Para estudarmos os sons da fala é necessário, antes de mais, encontrar uma


forma de os referenciar e de os representar de modo objectivo.

A primeira forma de representação da oralidade, que nos é disponibilizada nos


primeiros contactos com a escola, é a ortografia. Esta não é mais do que um
conjunto de símbolos e de convenções que, todos nós, sujeitos alfabetizados,
recorremos e utilizamos.

Todavia, rapidamente nos apercebemos de que o sistema ortográfico não


representa fielmente o contínuo sonoro, não se tratando, por conseguinte, de um
mero sistema de transcrição da oralidade. Na verdade, o sistema ortográfico um
instrumento de registo da oralidade que se rege por normas específicas de
funcionamento e de boa-formação, sendo, muitas delas, completamente alheias
à relação com a oralidade.

Não é, portanto, difícil aceitar que o sistema ortográfico não apresenta as


características necessárias que permitem uma eficiente descrição dos sons da
fala, nomeadamente pelo facto de não existir uma relação de um-para-um
(biunívoca) entre símbolo gráfico (grafema) e o som.
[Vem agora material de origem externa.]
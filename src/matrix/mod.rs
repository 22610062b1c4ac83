//! Dense row-major matrix storage, construction, and shape management.

mod arithmetic;
mod linalg;
mod ops;

use crate::error::MatrixError;

/// A dense matrix of `f64` values with row-major storage.
///
/// Shapes are always at least 1x1; constructors reject zero extents up front,
/// so every live `Matrix` has a valid shape. Elements live in one contiguous
/// buffer with the element at `(row, col)` stored at offset `row * cols + col`.
///
/// Fallible operations return [`MatrixError`]; the operator forms (`+`, `*`,
/// `+=`, indexing) are sugar over the same checks and panic instead.
#[derive(Debug, Clone)]
pub struct Matrix {
    rows: usize,
    cols: usize,
    data: Vec<f64>,
}

impl Matrix {
    /// Creates a zero-filled matrix with the given shape.
    pub fn new(rows: usize, cols: usize) -> Result<Self, MatrixError> {
        if rows == 0 || cols == 0 {
            return Err(MatrixError::InvalidDimension { rows, cols });
        }
        Ok(Matrix {
            rows,
            cols,
            data: vec![0.0; rows * cols],
        })
    }

    /// Creates a matrix with the given shape from a row-major buffer.
    pub fn from_shape_vec(rows: usize, cols: usize, data: Vec<f64>) -> Result<Self, MatrixError> {
        if rows == 0 || cols == 0 {
            return Err(MatrixError::InvalidDimension { rows, cols });
        }
        if data.len() != rows * cols {
            return Err(MatrixError::DataLength {
                rows,
                cols,
                len: data.len(),
            });
        }
        Ok(Matrix { rows, cols, data })
    }

    /// Creates a matrix from a list of equally long rows.
    pub fn from_rows(rows: Vec<Vec<f64>>) -> Result<Self, MatrixError> {
        let nrows = rows.len();
        let ncols = rows.first().map_or(0, |row| row.len());
        if nrows == 0 || ncols == 0 {
            return Err(MatrixError::InvalidDimension {
                rows: nrows,
                cols: ncols,
            });
        }
        let mut data = Vec::with_capacity(nrows * ncols);
        for row in &rows {
            if row.len() != ncols {
                return Err(MatrixError::DataLength {
                    rows: nrows,
                    cols: ncols,
                    len: row.len(),
                });
            }
            data.extend_from_slice(row);
        }
        Ok(Matrix {
            rows: nrows,
            cols: ncols,
            data,
        })
    }

    /// Creates the identity matrix of the given order.
    pub fn identity(order: usize) -> Result<Self, MatrixError> {
        let mut out = Matrix::new(order, order)?;
        for i in 0..order {
            out.data[i * order + i] = 1.0;
        }
        Ok(out)
    }

    /// Number of rows.
    pub fn nrows(&self) -> usize {
        self.rows
    }

    /// Number of columns.
    pub fn ncols(&self) -> usize {
        self.cols
    }

    /// Shape as `(rows, cols)`.
    pub fn shape(&self) -> (usize, usize) {
        (self.rows, self.cols)
    }

    /// Whether the matrix has as many rows as columns.
    pub fn is_square(&self) -> bool {
        self.rows == self.cols
    }

    #[inline]
    fn offset(&self, row: usize, col: usize) -> usize {
        row * self.cols + col
    }

    #[inline]
    fn in_bounds(&self, row: usize, col: usize) -> bool {
        row < self.rows && col < self.cols
    }

    fn out_of_bounds(&self, row: usize, col: usize) -> MatrixError {
        MatrixError::IndexOutOfBounds {
            row,
            col,
            rows: self.rows,
            cols: self.cols,
        }
    }

    /// Returns the element at `(row, col)`.
    ///
    /// Both coordinates are checked against the shape, so a column overflow
    /// is rejected even when the flat offset would still land in the buffer.
    pub fn get(&self, row: usize, col: usize) -> Result<f64, MatrixError> {
        if !self.in_bounds(row, col) {
            return Err(self.out_of_bounds(row, col));
        }
        Ok(self.data[self.offset(row, col)])
    }

    /// Returns a mutable reference to the element at `(row, col)`.
    pub fn get_mut(&mut self, row: usize, col: usize) -> Result<&mut f64, MatrixError> {
        if !self.in_bounds(row, col) {
            return Err(self.out_of_bounds(row, col));
        }
        let idx = self.offset(row, col);
        Ok(&mut self.data[idx])
    }

    /// The full element buffer in row-major order.
    pub fn as_slice(&self) -> &[f64] {
        &self.data
    }

    /// Mutable view of the element buffer in row-major order.
    pub fn as_mut_slice(&mut self) -> &mut [f64] {
        &mut self.data
    }

    /// One row as a contiguous slice.
    pub fn row_slice(&self, row: usize) -> Result<&[f64], MatrixError> {
        if row >= self.rows {
            return Err(self.out_of_bounds(row, 0));
        }
        let start = row * self.cols;
        Ok(&self.data[start..start + self.cols])
    }

    /// Iterates over all elements in row-major order.
    pub fn iter(&self) -> std::slice::Iter<'_, f64> {
        self.data.iter()
    }

    /// Returns a new matrix with `f` applied to every element.
    pub fn mapv(&self, mut f: impl FnMut(f64) -> f64) -> Matrix {
        Matrix {
            rows: self.rows,
            cols: self.cols,
            data: self.data.iter().map(|&v| f(v)).collect(),
        }
    }

    /// Changes the number of rows in place.
    ///
    /// Existing rows that still fit are kept; rows gained by growing are
    /// zero-filled. Shrinking drops the trailing rows.
    pub fn resize_rows(&mut self, new_rows: usize) -> Result<(), MatrixError> {
        if new_rows == 0 {
            return Err(MatrixError::InvalidDimension {
                rows: new_rows,
                cols: self.cols,
            });
        }
        if new_rows == self.rows {
            return Ok(());
        }
        let old_rows = self.rows;
        self.data.resize(new_rows * self.cols, 0.0);
        self.rows = new_rows;
        log::trace!("resized rows {} -> {} ({} cols kept)", old_rows, new_rows, self.cols);
        Ok(())
    }

    /// Changes the number of columns in place.
    ///
    /// In each row the leading columns that still fit are kept; columns
    /// gained by growing are zero-filled. Shrinking drops the trailing
    /// columns of every row.
    pub fn resize_cols(&mut self, new_cols: usize) -> Result<(), MatrixError> {
        if new_cols == 0 {
            return Err(MatrixError::InvalidDimension {
                rows: self.rows,
                cols: new_cols,
            });
        }
        if new_cols == self.cols {
            return Ok(());
        }
        let kept = self.cols.min(new_cols);
        let mut data = vec![0.0; self.rows * new_cols];
        for row in 0..self.rows {
            let src = row * self.cols;
            let dst = row * new_cols;
            data[dst..dst + kept].copy_from_slice(&self.data[src..src + kept]);
        }
        let old_cols = self.cols;
        self.data = data;
        self.cols = new_cols;
        log::trace!("resized cols {} -> {} ({} rows kept)", old_cols, new_cols, self.rows);
        Ok(())
    }
}

/// The default matrix is a single zero element.
impl Default for Matrix {
    fn default() -> Self {
        Matrix {
            rows: 1,
            cols: 1,
            data: vec![0.0],
        }
    }
}

impl TryFrom<Vec<Vec<f64>>> for Matrix {
    type Error = MatrixError;

    fn try_from(rows: Vec<Vec<f64>>) -> Result<Self, Self::Error> {
        Matrix::from_rows(rows)
    }
}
Exemplos:

1) <o> Bola [ɔ]

Sopa [o]

Gato [u]

2) [s] Sapo <s>


Passo <ss>
Ácido <c>
Caça <ç>
Próximo <x>

Os alfabetos fonéticos surgiram como resposta à necessidade de solucionar as


ambiguidades causadas pela utilização de sistemas ortográficos. Estes
instrumentos permitem, assim, registar, de forma sistemática e coerente, o
contínuo sonoro de fala.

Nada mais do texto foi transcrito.